Dégondée, et explosée, ladite porte n’était plus qu’un amas d’acier en plusieurs morceaux. Il faut une force colossale pour en arriver à cet état… pensa l’homme.
Autour de lui, les murs n’étaient pas dans un état plus enviable, striés de marques de griffures, comme si une bête sauvage était passée ici. Son souci ? Aucune bête de la sorte n’existait en Zaun. Des modifications ? se dit-il en touchant une des marques. À moins que… Singed aurait sorti son chien ? Peu probable.
Un de ses hommes s’approcha. Il devait être nouveau, car lorsqu’il vit la personne arrivée, il eut une hésitation avant de lui parler.

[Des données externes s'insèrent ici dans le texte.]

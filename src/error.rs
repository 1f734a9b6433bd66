/// Errors raised by the heading tracker and its helpers
#[derive(Debug, thiserror::Error)]
pub enum TrackerError {
    /// A feed entry lacks its identifier or a usable position; the whole tick is rejected
    #[error("Malformed object at index {index}: {reason}")]
    MalformedObject { index: usize, reason: String },

    /// Two entries of the same snapshot share an identifier
    #[error("Duplicate flight id in snapshot: {0}")]
    DuplicateId(String),

    /// A previous-snapshot entry was never enriched by the tracker
    #[error("Previous snapshot entry {0} carries no heading")]
    MissingPreviousHeading(String),

    #[error("Invalid quantized angle: {0} (expected a multiple of 15 in [0, 345])")]
    InvalidQuantizedAngle(i64),

    #[error("Failed to encode snapshot store: {0}")]
    StoreEncode(#[from] rmp_serde::encode::Error),

    #[error("Failed to decode snapshot store: {0}")]
    StoreDecode(#[from] rmp_serde::decode::Error),

    #[error("IO error: {0}")]
    Io(#[from] std::io::Error),
}

pub type Result<T> = std::result::Result<T, TrackerError>;
use clap::{Parser, command};

// Some defaults; some of which can be overriden via CLI args
const CONFIG_FILE_PATH: &str = "./flight-tracker.json";

#[derive(Parser, Debug)]
#[command(version, about, long_about = None)]
pub struct Cli {
    /// Where to load tracker config (icons, zone, popup attributes)
    #[arg(long = "config", default_value_t = String::from(CONFIG_FILE_PATH))]
    pub config_path: String,

    /// Recorded feed to replay, one JSON tick per line; "-" reads stdin
    #[arg(long = "input", default_value_t = String::from("-"))]
    pub input: String,

    /// Optional file to keep previous snapshots in between runs (MessagePack)
    #[arg(long = "state")]
    pub state_path: Option<String>,

    /// Ignore any stored previous snapshots, as if freshly started
    #[arg(long = "resetState")]
    pub reset_state: bool,

    /// Zone to use for every tick, overriding the feed and the config
    #[arg(long = "zone")]
    pub zone: Option<String>,

    /// Wait pollIntervalMs between ticks, like a live poll
    #[arg(long = "realtime")]
    pub realtime: bool,

    #[arg(long = "loglevel", default_value_t = String::from("info"))]
    pub log_level: String,
}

- Chef ! lança-t-il. Nous avons sécurisé le site.
- Des survivants ? demanda l’intéressé. Et une idée sur l’origine de ses marques ?
- Non, monsieur, rien du tout. Le professeur Krenn n’était pas sur place il est sauf. Vous devriez aller voir… les autres…

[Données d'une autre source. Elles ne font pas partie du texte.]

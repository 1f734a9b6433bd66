use std::fs;

use indexmap::IndexMap;
use log::{debug, info, warn};

use crate::{
    error::Result,
    systems::heading::update_headings,
    tracking::{Observation, Snapshot},
};

/// The previous enriched snapshot for each polled zone. Ids are only unique
/// within one zone's feed, so zones never see each other's history.
#[derive(Debug, Default)]
pub struct ZoneSnapshots {
    previous: IndexMap<String, Snapshot>,
}

impl ZoneSnapshots {
    pub fn new() -> Self {
        ZoneSnapshots {
            previous: IndexMap::new(),
        }
    }

    /// Run one tick for a zone: enrich the fresh observations against that
    /// zone's previous snapshot, then keep the result as the next previous.
    ///
    /// On error the stored snapshot is left as it was.
    pub fn tick(&mut self, zone: &str, observations: Vec<Observation>) -> Result<Snapshot> {
        let enriched = update_headings(observations, self.previous.get(zone))?;
        if enriched.is_empty() {
            debug!("Zone {} produced no flights this tick", zone);
        }
        self.previous.insert(String::from(zone), enriched.clone());
        Ok(enriched)
    }

    pub fn previous(&self, zone: &str) -> Option<&Snapshot> {
        self.previous.get(zone)
    }

    pub fn zones(&self) -> impl Iterator<Item = &str> {
        self.previous.keys().map(|k| k.as_str())
    }

    /// Forget a zone; its next tick is treated as the first one
    pub fn clear(&mut self, zone: &str) -> Option<Snapshot> {
        self.previous.shift_remove(zone)
    }

    pub fn clear_all(&mut self) {
        self.previous.clear();
    }

    pub fn save_to_file(&self, path: &str) -> Result<()> {
        let payload = rmp_serde::to_vec_named(&self.previous)?;
        fs::write(path, payload)?;
        info!(
            "Saved previous snapshots for {} zone(s) to {}",
            self.previous.len(),
            path
        );
        Ok(())
    }

    pub fn load_from_file(path: &str) -> Result<Self> {
        match fs::read(path) {
            Ok(bytes) => {
                let previous: IndexMap<String, Snapshot> = rmp_serde::from_slice(&bytes)?;
                info!(
                    "Loaded previous snapshots for {} zone(s) from {}",
                    previous.len(),
                    path
                );
                Ok(ZoneSnapshots { previous })
            }
            Err(e) if e.kind() == std::io::ErrorKind::NotFound => {
                warn!("No snapshot store at {}; starting empty", path);
                Ok(ZoneSnapshots::new())
            }
            Err(e) => Err(e.into()),
        }
    }
}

Le chef haussa un sourcil, curieux quant à l’attitude de son interlocuteur. Il retira son manteau, laissant apparaître ses membres hautement modifiés, et une lumière sur son torde, qui pulsait calmement. Juste au cas où, se dit-il. Un manteau serait gênant en cas d’affrontement.
Il laissa l’homme de main derrière lui, et pénétra la clinique. La scène était troublante, en intérieur, tout était ravagé, les meubles en morceaux, les murs striés. Après avoir traversé quelques couloirs, il tomba sur un médecin accroupi avec ses équipes en groupe.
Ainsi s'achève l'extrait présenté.